One of the coolest parts of attending festivals and demoing out gear is getting feedback on what climbers like about our products and what they think could be improved. 



An Ice Fest attendee demos the brand new Grivel Salamander 2.0 helmet. 

The new lineup of Grivel helmets recently arrived in the US and festival participants were some of the first to test them out. Above is Liberty Mountain Director of Sales Peter McConkie in the ultralight Stealth helmet. The Stealth weighs in at an unreal 6.7 ounces and comfortably houses both a beanie and flowing locks of hair in a one size fits all package.


Even a local news broadcaster was able to get out on a pair of Grivel tools and crampons.


This is what Ice Fest headquarters back at the Emerson Center for Arts and Culture looked like. Festivals are one of the best opportunities to test out new gear before buying it. Each night festival participants had the chance to demo boots, ice tools, crampons, helmets, and even outerwear for their clinics the following day. Loads of companies bring some of their best products and let attendees take them for a ride. It's a chance to test out a bunch of different gear; things that you might someday purchase, and gear that you might only own in your dreams.
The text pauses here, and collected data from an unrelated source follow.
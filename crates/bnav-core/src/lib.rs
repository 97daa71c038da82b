//! `bnav-core` — foundational types for the `rust_bnav` indoor navigation
//! library.
//!
//! This crate is a dependency of every other `bnav-*` crate.  It intentionally
//! has no `bnav-*` dependencies and minimal external ones (only `rand`, plus
//! optional `serde`).
//!
//! # What lives here
//!
//! | Module      | Contents                                              |
//! |-------------|-------------------------------------------------------|
//! | [`ids`]     | `AgentId`, `RoomId`, `DoorId`, `NodeIdx`              |
//! | [`geom`]    | `Point2`, `Point3`, `BCube`, `Axis`                   |
//! | [`path`]    | `Path` (build-reversed waypoint sequence)             |
//! | [`rng`]     | `AgentRng` (per agent/room/attempt streams)           |
//! | [`params`]  | `AgentParams`, `NavParams`                            |
//!
//! # Feature flags
//!
//! | Flag    | Effect                                                  |
//! |---------|---------------------------------------------------------|
//! | `serde` | Adds `Serialize`/`Deserialize` to all public types.     |

pub mod geom;
pub mod ids;
pub mod params;
pub mod path;
pub mod rng;


// ── Re-exports ────────────────────────────────────────────────────────────────

pub use geom::{Axis, BCube, Point2, Point3};
pub use ids::{AgentId, DoorId, NodeIdx, RoomId};
pub use params::{AgentParams, NavParams};
pub use path::Path;
pub use rng::AgentRng;
//! The path type returned by every search.
//!
//! Searches construct paths goal→start (walking predecessor links or the node
//! sequence backward) and call [`Path::reverse`] exactly once before handing
//! the result to the caller.  This keeps the construction code free of
//! front-insertions without resorting to a linked structure — path lengths
//! are small and bounded.

use crate::Point3;

/// An ordered sequence of 3-D waypoints from the agent's position to its
/// destination.  One-shot: each query recomputes a fresh path.
#[derive(Clone, Debug, Default)]
#[cfg_attr(feature = "serde", derive(serde::Serialize, serde::Deserialize))]
pub struct Path {
    points: Vec<Point3>,
}

impl Path {
    pub fn new() -> Self {
        Self { points: Vec::new() }
    }

    pub fn with_capacity(n: usize) -> Self {
        Self {
            points: Vec::with_capacity(n),
        }
    }

    /// Append the next waypoint (in construction order, i.e. goal-first).
    #[inline]
    pub fn push(&mut self, p: Point3) {
        self.points.push(p);
    }

    /// Flip construction order (goal→start) into walk order (start→goal).
    /// Called exactly once, after the last waypoint is pushed.
    #[inline]
    pub fn reverse(&mut self) {
        self.points.reverse();
    }

    pub fn points(&self) -> &[Point3] {
        &self.points
    }

    pub fn len(&self) -> usize {
        self.points.len()
    }

    pub fn is_empty(&self) -> bool {
        self.points.is_empty()
    }

    pub fn first(&self) -> Option<Point3> {
        self.points.first().copied()
    }

    pub fn last(&self) -> Option<Point3> {
        self.points.last().copied()
    }

    /// Sum of horizontal segment lengths — the quantity the planners minimize.
    pub fn total_len_xy(&self) -> f32 {
        self.points
            .windows(2)
            .map(|w| w[0].dist_xy(w[1]))
            .sum()
    }

    pub fn iter(&self) -> impl Iterator<Item = &Point3> {
        self.points.iter()
    }
}

impl From<Vec<Point3>> for Path {
    fn from(points: Vec<Point3>) -> Self {
        Self { points }
    }
}
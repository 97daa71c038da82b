//! Graph-subsystem error type.

use thiserror::Error;

use bnav_core::NodeIdx;

/// Errors produced by `bnav-graph`.  A failed search is an ordinary error
/// value: the caller's policy is to wait and retry or pick another goal.
/// Corrupted graph structure (an edge to an out-of-range node) is a
/// programming error and panics instead.
#[derive(Debug, Error)]
pub enum GraphError {
    /// A* open-set exhaustion: the goal is unreachable under the current
    /// door state and connector policy.
    #[error("no route from {from} to {to}")]
    NoRoute { from: NodeIdx, to: NodeIdx },
}

pub type GraphResult<T> = Result<T, GraphError>;
// ── Grid fallback in open areas ───────────────────────────────────────────────

#[cfg(test)]
mod fallback {
    use bnav_core::{AgentId, BCube, Point3};

    use super::helpers;
    use crate::error::RouteError;
    use crate::planner::{AgentState, RoutePlanner};

    #[test]
    fn open_area_falls_back_to_the_grid() {
        let (map, r) = helpers::one_room(true);
        let obstacles = helpers::chicane();
        let mut planner = RoutePlanner::new(42);
        let agent = AgentState::new(AgentId(1), Point3::new(10.0, 2.0, 0.0));
        let goal = Point3::new(10.0, 18.0, 0.0);
        let path = planner
            .complete_path_within_room(&map, &agent, r, agent.pos, goal, &obstacles)
            .unwrap();

        assert_eq!(path.first(), Some(agent.pos));
        assert_eq!(path.last(), Some(goal));
        // The chicane forces three direction changes; well beyond two vias.
        assert!(path.len() > 4);
        // Interior grid waypoints keep clear of the expanded obstacles.
        let keepouts: Vec<BCube> = obstacles
            .iter()
            .map(|o| o.expand_xy(agent.params.radius))
            .collect();
        for p in path.points().iter().skip(1).take(path.len() - 2) {
            assert!(!keepouts.iter().any(|k| k.contains_xy(p.xy())));
        }
    }

    #[test]
    fn grid_fallback_keeps_the_exact_agent_endpoint() {
        // The grid searches on the floor plane; an agent standing slightly
        // above it must still get its true position back as the endpoint.
        let (map, r) = helpers::one_room(true);
        let obstacles = helpers::chicane();
        let mut planner = RoutePlanner::new(42);
        let agent = AgentState::new(AgentId(1), Point3::new(10.0, 2.0, 0.2));
        let goal = Point3::new(10.0, 18.0, 0.0);
        let path = planner
            .complete_path_within_room(&map, &agent, r, agent.pos, goal, &obstacles)
            .unwrap();
        assert_eq!(path.first(), Some(agent.pos));
        assert_eq!(path.last(), Some(goal));
    }

    #[test]
    fn ordinary_room_reports_unnavigable_instead() {
        let (map, r) = helpers::one_room(false);
        let obstacles = helpers::chicane();
        let mut planner = RoutePlanner::new(42);
        let agent = AgentState::new(AgentId(1), Point3::new(10.0, 2.0, 0.0));
        let err = planner
            .complete_path_within_room(
                &map,
                &agent,
                r,
                agent.pos,
                Point3::new(10.0, 18.0, 0.0),
                &obstacles,
            )
            .unwrap_err();
        assert!(matches!(err, RouteError::Unnavigable { .. }));
    }
}

// ── Door state, reachability, and cache invalidation ──────────────────────────

#[cfg(test)]
mod gating {
    use super::helpers;
    use crate::planner::RoutePlanner;

    #[test]
    fn reachability_follows_live_door_state() {
        let (map, [r0, r1], d) = helpers::two_rooms();
        let mut planner = RoutePlanner::new(42);

        assert!(planner.is_room_connected_to(&map, r0, r1, &map, 1.0, false));

        // Locking the door flips the answer without any rebuild: the state is
        // read through the predicate, not baked into the graph.
        let locked = helpers::ForceDoor { door: d, locked: true };
        assert!(!planner.is_room_connected_to(&map, r0, r1, &locked, 1.0, false));
        assert!(planner.is_room_connected_to(&map, r0, r1, &locked, 1.0, true));

        // Invalidation forces a rebuild on the next query and changes nothing
        // about the answers.
        planner.invalidate_graph();
        assert!(planner.is_room_connected_to(&map, r0, r1, &map, 1.0, false));
        assert_eq!(planner.count_connected_components(&map), 1);
    }
}
//! Lazily rebuilt graph cache.
//!
//! The graph lives for the building's lifetime but goes stale whenever door
//! or geometry state changes in a way that affects connectivity.  Rather than
//! rebuilding eagerly on every change, the notification source calls
//! [`GraphCache::invalidate`] — a single atomic flag write, callable through
//! `&self` from a different thread than the one pathfinding — and the next
//! [`GraphCache::get_or_build`] rebuilds.  A search already in progress
//! completes against the pre-invalidation snapshot.

use std::sync::atomic::{AtomicBool, Ordering};

use bnav_core::NavParams;

use crate::building::BuildingMap;
use crate::graph::NavGraph;

/// Holds the current [`NavGraph`] plus its staleness flag.
#[derive(Default)]
pub struct GraphCache {
    graph: Option<NavGraph>,
    stale: AtomicBool,
}

impl GraphCache {
    pub fn new() -> Self {
        Self::default()
    }

    /// Mark the cached graph stale.  Cheap, lock-free, and safe to call while
    /// a search is reading the old graph.
    pub fn invalidate(&self) {
        self.stale.store(true, Ordering::Relaxed);
    }

    /// The cached graph, rebuilding it first if absent or stale.
    pub fn get_or_build(&mut self, map: &BuildingMap, params: &NavParams) -> &NavGraph {
        if self.stale.swap(false, Ordering::Relaxed) {
            self.graph = None;
        }
        self.graph
            .get_or_insert_with(|| NavGraph::build(map, params))
    }

    /// The cached graph if present and current, without rebuilding.
    pub fn get(&self) -> Option<&NavGraph> {
        if self.stale.load(Ordering::Relaxed) {
            return None;
        }
        self.graph.as_ref()
    }
}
The Grivel team was making it happen at the demo table. Festival participants were able to test out loads of Grivel products including Tech Machines, Tech Machine Carbons, North Machines, Salamander 2.0 helmets, and both G-20 and G-22 crampons.

Edelweiss was one of the beer sponsors and helped everyone enjoy drinks from Bridger Brewing.

Athlete Clinics

A few sponsored athletes were sharing their climbing knowledge during clinics at the festival. 


Here's Edelweiss USA athlete Scott Bennett leading a Fast and Light Clinic up the "Genesis Wall"


Grivel Athlete Shingo Okhawa taught an Intro to Leading Ice clinic and talked about the basics of swinging ice tools, proper movement, and placing ice screws. Check out some highlights of his clinic in the video above.


Aaron Mulkey's Mixed Climbing Clinic on "The Thrill is Gone"


Grivel and Beal athlete Aaron Mulkey shared his expertise on mixed climbing during his clinic on the Unnamed Wall. He also showed how he captures rad drone shots like this one of the class on the same climb pictured above.

A big thanks to all the volunteers and other sponsors who help make the festival happen each year. See you next year at the 21st Bozeman Ice Fest!